Try it:
The response should consist of the records that follow, printed exactly.

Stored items
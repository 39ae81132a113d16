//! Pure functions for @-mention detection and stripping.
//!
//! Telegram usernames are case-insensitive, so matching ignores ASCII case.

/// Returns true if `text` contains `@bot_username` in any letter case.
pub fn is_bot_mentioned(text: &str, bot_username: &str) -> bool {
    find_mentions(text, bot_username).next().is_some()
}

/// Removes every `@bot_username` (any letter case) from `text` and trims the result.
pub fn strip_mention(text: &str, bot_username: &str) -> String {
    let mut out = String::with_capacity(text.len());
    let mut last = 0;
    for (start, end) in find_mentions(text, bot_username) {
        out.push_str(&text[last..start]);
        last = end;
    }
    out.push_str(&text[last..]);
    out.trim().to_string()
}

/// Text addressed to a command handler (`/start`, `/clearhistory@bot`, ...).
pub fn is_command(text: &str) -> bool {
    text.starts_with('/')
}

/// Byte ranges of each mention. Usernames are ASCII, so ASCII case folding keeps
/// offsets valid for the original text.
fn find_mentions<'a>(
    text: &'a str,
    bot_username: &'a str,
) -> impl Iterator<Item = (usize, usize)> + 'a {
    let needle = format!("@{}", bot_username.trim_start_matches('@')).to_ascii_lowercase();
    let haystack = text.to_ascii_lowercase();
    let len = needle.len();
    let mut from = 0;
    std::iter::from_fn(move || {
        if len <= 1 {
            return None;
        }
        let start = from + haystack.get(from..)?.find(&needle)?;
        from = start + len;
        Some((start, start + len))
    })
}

Solution for this problem:
repository 39ae81132a113d16
//! Pure functions for @-mention detection and stripping.
//!
//! Telegram usernames are case-insensitive, so matching ignores ASCII case.

/// Returns true if `text` contains `@bot_username` in any letter case.
pub fn is_bot_mentioned(text: &str, bot_username: &str) -> bool {
    find_mentions(text, bot_username).next().is_some()
}

/// Removes every `@bot_username` (any letter case) from `text` and trims the result.
pub fn strip_mention(text: &str, bot_username: &str) -> String {
    let mut out = String::with_capacity(text.len());
    let mut last = 0;
    for (start, end) in find_mentions(text, bot_username) {
        out.push_str(&text[last..start]);
        last = end;
    }
    out.push_str(&text[last..]);
    out.trim().to_string()
}

/// Text addressed to a command handler (`/start`, `/clearhistory@bot`, ...).
pub fn is_command(text: &str) -> bool {
    text.starts_with('/')
}

/// Byte ranges of each mention. Usernames are ASCII, so ASCII case folding keeps
/// offsets valid for the original text.
fn find_mentions<'a>(
    text: &'a str,
    bot_username: &'a str,
) -> impl Iterator<Item = (usize, usize)> + 'a {
    let needle = format!("@{}", bot_username.trim_start_matches('@')).to_ascii_lowercase();
    let haystack = text.to_ascii_lowercase();
    let len = needle.len();
    let mut from = 0;
    std::iter::from_fn(move || {
        if len <= 1 {
            return None;
        }
        let start = from + haystack.get(from..)?.find(&needle)?;
        from = start + len;
        Some((start, start + len))
    })
}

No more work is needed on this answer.